An Ansible role that manages an Iptables Firewall on Ubuntu 14.04
None
Ansible variables are listed here along with their default values:
firewall_policy_input
sets the default policy for the INPUT chain:
firewall_policy_input: "DROP"
firewall_policy_forward
sets the default policy for the FORWARD chain:
firewall_policy_forward: "DROP"
firewall_policy_output
sets the default policy for the OUTPUT chain:
firewall_policy_output: "ACCEPT"
firewall_log_dropped_packets
flags whether dropped packets should be logged:
firewall_log_dropped_packets: true
firewall_ssh_port
sets an open port for SSH traffic
firewall_ssh_port: 22
firewall_allowed_tcp_ports
is a list of open TCP ports:
firewall_allowed_tcp_ports: [80, 443]
firewall_allowed_udp_ports
is a list of open UDP ports:
firewall_allowed_udp_ports: []
firewall_forwarded_tcp_ports
is a list of forwarded TCP ports.

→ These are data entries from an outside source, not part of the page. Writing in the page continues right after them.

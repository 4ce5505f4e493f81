//! Persistence of the cross-tab, smoothed and collection-window tables.
//!
//! Row types here fix the column layout of the published tables. Sinks upsert:
//! writing a cross-tab table replaces every stored row of the weeks it
//! contains, so re-running a week never duplicates rows.

use std::collections::BTreeSet;
use std::fs::{self, File};
use std::io::{self, BufReader, BufWriter};
use std::path::{Path, PathBuf};

use log::{debug, info};
use serde::{Deserialize, Serialize};

use crate::collection::CollectionCalendar;
use crate::crosstab::{CellKey, CrosstabCell, CrosstabTable};
use crate::error::{PulseError, Result};
use crate::estimation::{CellEstimate, Interval, SchemeEstimate};
use crate::smoothing::{SmoothedCell, SmoothedTable};

pub const CROSSTAB_TABLE: &str = "crosstab";
pub const SMOOTHED_TABLE: &str = "smoothed";
pub const COLLECTION_TABLE: &str = "collection_dates";

/// One row of the published cross-tab table.
#[derive(Clone, Debug, PartialEq, Serialize, Deserialize)]
pub struct CrosstabRow {
    pub week: u32,
    pub collection_dates: String,
    pub xtab_var: String,
    pub xtab_val: i64,
    pub cbsa_title: Option<String>,
    pub q_var: String,
    pub q_var_label: String,
    pub q_val: i64,
    pub q_val_label: Option<String>,
    pub pweight: f64,
    pub pweight_lower: f64,
    pub pweight_upper: f64,
    pub pweight_share: f64,
    pub pweight_lower_share: f64,
    pub pweight_upper_share: f64,
    pub hweight: f64,
    pub hweight_lower: f64,
    pub hweight_upper: f64,
    pub hweight_share: f64,
    pub hweight_lower_share: f64,
    pub hweight_upper_share: f64,
}

impl From<&CrosstabCell> for CrosstabRow {
    fn from(cell: &CrosstabCell) -> Self {
        let person = &cell.estimate.person;
        let household = &cell.estimate.household;
        Self {
            week: cell.key.week,
            collection_dates: cell.collection_dates.clone(),
            xtab_var: cell.key.xtab_var.clone(),
            xtab_val: cell.key.xtab_val,
            cbsa_title: cell.cbsa_title.clone(),
            q_var: cell.key.q_var.clone(),
            q_var_label: cell.q_var_label.clone(),
            q_val: cell.key.q_val,
            q_val_label: cell.q_val_label.clone(),
            pweight: person.total.point,
            pweight_lower: person.total.lower,
            pweight_upper: person.total.upper,
            pweight_share: person.share.point,
            pweight_lower_share: person.share.lower,
            pweight_upper_share: person.share.upper,
            hweight: household.total.point,
            hweight_lower: household.total.lower,
            hweight_upper: household.total.upper,
            hweight_share: household.share.point,
            hweight_lower_share: household.share.lower,
            hweight_upper_share: household.share.upper,
        }
    }
}

impl From<CrosstabRow> for CrosstabCell {
    fn from(row: CrosstabRow) -> Self {
        let person = SchemeEstimate {
            total: Interval::new(row.pweight, row.pweight_lower, row.pweight_upper),
            share: Interval::new(
                row.pweight_share,
                row.pweight_lower_share,
                row.pweight_upper_share,
            ),
        };
        let household = SchemeEstimate {
            total: Interval::new(row.hweight, row.hweight_lower, row.hweight_upper),
            share: Interval::new(
                row.hweight_share,
                row.hweight_lower_share,
                row.hweight_upper_share,
            ),
        };
        Self {
            key: CellKey::new(row.week, row.xtab_var, row.xtab_val, row.q_var, row.q_val),
            collection_dates: row.collection_dates,
            cbsa_title: row.cbsa_title,
            q_var_label: row.q_var_label,
            q_val_label: row.q_val_label,
            estimate: CellEstimate { person, household },
        }
    }
}

/// One row of the published smoothed table.
#[derive(Clone, Debug, PartialEq, Serialize, Deserialize)]
pub struct SmoothedRow {
    pub week: u32,
    pub xtab_var: String,
    pub xtab_val: i64,
    pub q_var: String,
    pub q_val: i64,
    pub pweight_share_smoothed: f64,
    pub pweight_lower_share_smoothed: f64,
    pub pweight_upper_share_smoothed: f64,
    pub hweight_share_smoothed: f64,
    pub hweight_lower_share_smoothed: f64,
    pub hweight_upper_share_smoothed: f64,
}

impl From<&SmoothedCell> for SmoothedRow {
    fn from(cell: &SmoothedCell) -> Self {
        Self {
            week: cell.key.week,
            xtab_var: cell.key.xtab_var.clone(),
            xtab_val: cell.key.xtab_val,
            q_var: cell.key.q_var.clone(),
            q_val: cell.key.q_val,
            pweight_share_smoothed: cell.person.point,
            pweight_lower_share_smoothed: cell.person.lower,
            pweight_upper_share_smoothed: cell.person.upper,
            hweight_share_smoothed: cell.household.point,
            hweight_lower_share_smoothed: cell.household.lower,
            hweight_upper_share_smoothed: cell.household.upper,
        }
    }
}

impl From<SmoothedRow> for SmoothedCell {
    fn from(row: SmoothedRow) -> Self {
        Self {
            key: CellKey::new(row.week, row.xtab_var, row.xtab_val, row.q_var, row.q_val),
            person: Interval::new(
                row.pweight_share_smoothed,
                row.pweight_lower_share_smoothed,
                row.pweight_upper_share_smoothed,
            ),
            household: Interval::new(
                row.hweight_share_smoothed,
                row.hweight_lower_share_smoothed,
                row.hweight_upper_share_smoothed,
            ),
        }
    }
}

/// Destination of the published tables.
pub trait TableSink {
    /// Upserts cross-tab rows; every stored row of a week present in `table`
    /// is replaced.
    fn write_crosstab(&mut self, table: &CrosstabTable) -> Result<()>;

    /// Replaces the smoothed table.
    fn write_smoothed(&mut self, table: &SmoothedTable) -> Result<()>;

    /// Upserts collection windows by week.
    fn write_collection_windows(&mut self, calendar: &CollectionCalendar) -> Result<()>;

    /// Weeks with at least one stored cross-tab row.
    fn stored_weeks(&self) -> Result<BTreeSet<u32>>;

    fn read_crosstab(&self) -> Result<CrosstabTable>;

    fn read_smoothed(&self) -> Result<SmoothedTable>;

    fn read_collection_windows(&self) -> Result<CollectionCalendar>;
}

/// One CSV file per table inside a directory.
///
/// Each write rewrites its file through a temporary sibling that is renamed
/// into place, so readers never observe a half-written table.
#[derive(Clone, Debug)]
pub struct CsvDirectorySink {
    root: PathBuf,
}

impl CsvDirectorySink {
    /// Opens (and creates if needed) the store directory.
    pub fn new(root: impl Into<PathBuf>) -> Result<Self> {
        let root = root.into();
        fs::create_dir_all(&root)?;
        Ok(Self { root })
    }

    pub fn root(&self) -> &Path {
        &self.root
    }

    fn path(&self, table: &str) -> PathBuf {
        self.root.join(format!("{table}.csv"))
    }

    fn open(&self, table: &str) -> Result<Option<BufReader<File>>> {
        match File::open(self.path(table)) {
            Ok(file) => Ok(Some(BufReader::new(file))),
            Err(err) if err.kind() == io::ErrorKind::NotFound => Ok(None),
            Err(err) => Err(err.into()),
        }
    }

    fn read_rows<T>(&self, table: &str) -> Result<Vec<T>>
    where
        T: for<'de> Deserialize<'de>,
    {
        let Some(reader) = self.open(table)? else {
            return Ok(Vec::new());
        };
        let mut reader = csv::Reader::from_reader(reader);
        let mut rows = Vec::new();
        for row in reader.deserialize() {
            rows.push(row?);
        }
        Ok(rows)
    }

    fn write_rows<T, I>(&self, table: &str, rows: I) -> Result<usize>
    where
        T: Serialize,
        I: IntoIterator<Item = T>,
    {
        let target = self.path(table);
        let staging = self.root.join(format!(".{table}.csv.tmp"));
        let mut writer = csv::Writer::from_writer(BufWriter::new(File::create(&staging)?));
        let mut count = 0;
        for row in rows {
            writer.serialize(row)?;
            count += 1;
        }
        writer.flush()?;
        drop(writer);
        fs::rename(&staging, &target)?;
        debug!("wrote {count} rows to {}", target.display());
        Ok(count)
    }
}

impl TableSink for CsvDirectorySink {
    fn write_crosstab(&mut self, table: &CrosstabTable) -> Result<()> {
        let mut stored = self.read_crosstab()?;
        stored.merge(table.clone());
        let count = self.write_rows(CROSSTAB_TABLE, stored.iter().map(CrosstabRow::from))?;
        info!(
            "upserted {} cross-tab rows for weeks {:?} ({count} stored)",
            table.len(),
            table.weeks()
        );
        Ok(())
    }

    fn write_smoothed(&mut self, table: &SmoothedTable) -> Result<()> {
        let count = self.write_rows(SMOOTHED_TABLE, table.iter().map(SmoothedRow::from))?;
        info!("wrote {count} smoothed rows");
        Ok(())
    }

    fn write_collection_windows(&mut self, calendar: &CollectionCalendar) -> Result<()> {
        let mut stored = self.read_collection_windows()?;
        for window in calendar.iter() {
            stored.insert(window.clone());
        }
        self.write_rows(COLLECTION_TABLE, stored.iter())?;
        Ok(())
    }

    fn stored_weeks(&self) -> Result<BTreeSet<u32>> {
        #[derive(Deserialize)]
        struct WeekOnly {
            week: u32,
        }
        Ok(self
            .read_rows::<WeekOnly>(CROSSTAB_TABLE)?
            .into_iter()
            .map(|row| row.week)
            .collect())
    }

    fn read_crosstab(&self) -> Result<CrosstabTable> {
        Ok(self
            .read_rows::<CrosstabRow>(CROSSTAB_TABLE)?
            .into_iter()
            .map(CrosstabCell::from)
            .collect())
    }

    fn read_smoothed(&self) -> Result<SmoothedTable> {
        Ok(self
            .read_rows::<SmoothedRow>(SMOOTHED_TABLE)?
            .into_iter()
            .map(SmoothedCell::from)
            .collect())
    }

    fn read_collection_windows(&self) -> Result<CollectionCalendar> {
        match self.open(COLLECTION_TABLE)? {
            Some(reader) => CollectionCalendar::from_reader(reader),
            None => Ok(CollectionCalendar::default()),
        }
    }
}

/// Sink that keeps everything in memory.
///
/// `failing_writes` makes that many upcoming writes fail, which is how retry
/// behaviour is exercised without a real store.
#[derive(Clone, Debug, Default)]
pub struct MemorySink {
    crosstab: CrosstabTable,
    smoothed: SmoothedTable,
    calendar: CollectionCalendar,
    failing_writes: usize,
    writes: usize,
}

impl MemorySink {
    pub fn new() -> Self {
        Self::default()
    }

    pub fn failing_writes(mut self, count: usize) -> Self {
        self.failing_writes = count;
        self
    }

    /// Successful writes so far.
    pub fn writes(&self) -> usize {
        self.writes
    }

    pub fn crosstab(&self) -> &CrosstabTable {
        &self.crosstab
    }

    pub fn smoothed(&self) -> &SmoothedTable {
        &self.smoothed
    }

    fn attempt(&mut self, table: &'static str) -> Result<()> {
        if self.failing_writes > 0 {
            self.failing_writes -= 1;
            return Err(PulseError::Io(io::Error::new(
                io::ErrorKind::Other,
                format!("simulated failure writing {table}"),
            )));
        }
        self.writes += 1;
        Ok(())
    }
}

impl TableSink for MemorySink {
    fn write_crosstab(&mut self, table: &CrosstabTable) -> Result<()> {
        self.attempt(CROSSTAB_TABLE)?;
        self.crosstab.merge(table.clone());
        Ok(())
    }

    fn write_smoothed(&mut self, table: &SmoothedTable) -> Result<()> {
        self.attempt(SMOOTHED_TABLE)?;
        self.smoothed = table.clone();
        Ok(())
    }

    fn write_collection_windows(&mut self, calendar: &CollectionCalendar) -> Result<()> {
        self.attempt(COLLECTION_TABLE)?;
        for window in calendar.iter() {
            self.calendar.insert(window.clone());
        }
        Ok(())
    }

    fn stored_weeks(&self) -> Result<BTreeSet<u32>> {
        Ok(self.crosstab.weeks())
    }

    fn read_crosstab(&self) -> Result<CrosstabTable> {
        Ok(self.crosstab.clone())
    }

    fn read_smoothed(&self) -> Result<SmoothedTable> {
        Ok(self.smoothed.clone())
    }

    fn read_collection_windows(&self) -> Result<CollectionCalendar> {
        Ok(self.calendar.clone())
    }
}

Each element
in the list may designate:
-
src required The source port
-
dest required The destination port
firewall_forwarded_tcp_ports: []
firewall_forwarded_udp_ports
is a list of forwarded UDP ports. Each element
in the list may designate:
-
src required The source port
-
dest required The destination port
firewall_forwarded_udp_ports: []
firewall_additional_rules
is a list of additional Iptables rules added
verbatim. For example: firewall_additional_rules: ["iptables -A OUTPUT -f -d 192.168.1.1 -j DROP"]
firewall_additional_rules: []
None
---
- hosts: all
vars:
- firewall_ssh_port: 2222
- firewall_allowed_tcp_ports: [80, 32400]
roles:
- novuso.firewall
This is released under the MIT license.